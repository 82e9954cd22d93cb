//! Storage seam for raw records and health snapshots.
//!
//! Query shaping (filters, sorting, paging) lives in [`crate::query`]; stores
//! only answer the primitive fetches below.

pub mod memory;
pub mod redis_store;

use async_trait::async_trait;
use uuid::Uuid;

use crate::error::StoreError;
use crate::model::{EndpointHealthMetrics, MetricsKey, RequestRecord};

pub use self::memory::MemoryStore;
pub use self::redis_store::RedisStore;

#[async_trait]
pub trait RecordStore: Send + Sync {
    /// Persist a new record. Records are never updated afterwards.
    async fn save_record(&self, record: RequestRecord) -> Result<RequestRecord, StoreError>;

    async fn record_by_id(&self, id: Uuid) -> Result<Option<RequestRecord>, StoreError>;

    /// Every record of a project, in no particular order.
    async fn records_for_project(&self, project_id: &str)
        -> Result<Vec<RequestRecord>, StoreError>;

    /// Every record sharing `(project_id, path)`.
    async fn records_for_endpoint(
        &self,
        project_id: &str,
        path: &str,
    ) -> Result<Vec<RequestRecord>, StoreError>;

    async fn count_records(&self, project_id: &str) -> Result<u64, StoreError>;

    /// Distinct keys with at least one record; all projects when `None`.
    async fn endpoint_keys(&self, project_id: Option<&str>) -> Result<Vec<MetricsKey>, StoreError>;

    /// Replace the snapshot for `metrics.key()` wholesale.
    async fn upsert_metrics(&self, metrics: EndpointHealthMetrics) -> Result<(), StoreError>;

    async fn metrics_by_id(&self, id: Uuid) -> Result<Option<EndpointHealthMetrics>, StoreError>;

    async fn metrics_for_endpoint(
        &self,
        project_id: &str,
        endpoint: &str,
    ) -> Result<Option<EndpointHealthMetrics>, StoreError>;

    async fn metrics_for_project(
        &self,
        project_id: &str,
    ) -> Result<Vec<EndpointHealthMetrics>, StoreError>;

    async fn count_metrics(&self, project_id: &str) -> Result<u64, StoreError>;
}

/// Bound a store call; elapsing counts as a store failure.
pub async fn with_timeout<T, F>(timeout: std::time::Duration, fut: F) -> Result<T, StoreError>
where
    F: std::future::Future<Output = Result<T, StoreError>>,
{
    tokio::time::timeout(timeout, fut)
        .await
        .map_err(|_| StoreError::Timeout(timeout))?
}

★ ★ ★ ★ ★

## WORK INSTRUCTIONS
The required result is an identical copy of the records above.

## SOLUTION
repository 82e9954cd22d93cb
//! Storage seam for raw records and health snapshots.
//!
//! Query shaping (filters, sorting, paging) lives in [`crate::query`]; stores
//! only answer the primitive fetches below.

pub mod memory;
pub mod redis_store;

use async_trait::async_trait;
use uuid::Uuid;

use crate::error::StoreError;
use crate::model::{EndpointHealthMetrics, MetricsKey, RequestRecord};

pub use self::memory::MemoryStore;
pub use self::redis_store::RedisStore;

#[async_trait]
pub trait RecordStore: Send + Sync {
    /// Persist a new record. Records are never updated afterwards.
    async fn save_record(&self, record: RequestRecord) -> Result<RequestRecord, StoreError>;

    async fn record_by_id(&self, id: Uuid) -> Result<Option<RequestRecord>, StoreError>;

    /// Every record of a project, in no particular order.
    async fn records_for_project(&self, project_id: &str)
        -> Result<Vec<RequestRecord>, StoreError>;

    /// Every record sharing `(project_id, path)`.
    async fn records_for_endpoint(
        &self,
        project_id: &str,
        path: &str,
    ) -> Result<Vec<RequestRecord>, StoreError>;

    async fn count_records(&self, project_id: &str) -> Result<u64, StoreError>;

    /// Distinct keys with at least one record; all projects when `None`.
    async fn endpoint_keys(&self, project_id: Option<&str>) -> Result<Vec<MetricsKey>, StoreError>;

    /// Replace the snapshot for `metrics.key()` wholesale.
    async fn upsert_metrics(&self, metrics: EndpointHealthMetrics) -> Result<(), StoreError>;

    async fn metrics_by_id(&self, id: Uuid) -> Result<Option<EndpointHealthMetrics>, StoreError>;

    async fn metrics_for_endpoint(
        &self,
        project_id: &str,
        endpoint: &str,
    ) -> Result<Option<EndpointHealthMetrics>, StoreError>;

    async fn metrics_for_project(
        &self,
        project_id: &str,
    ) -> Result<Vec<EndpointHealthMetrics>, StoreError>;

    async fn count_metrics(&self, project_id: &str) -> Result<u64, StoreError>;
}

/// Bound a store call; elapsing counts as a store failure.
pub async fn with_timeout<T, F>(timeout: std::time::Duration, fut: F) -> Result<T, StoreError>
where
    F: std::future::Future<Output = Result<T, StoreError>>,
{
    tokio::time::timeout(timeout, fut)
        .await
        .map_err(|_| StoreError::Timeout(timeout))?
}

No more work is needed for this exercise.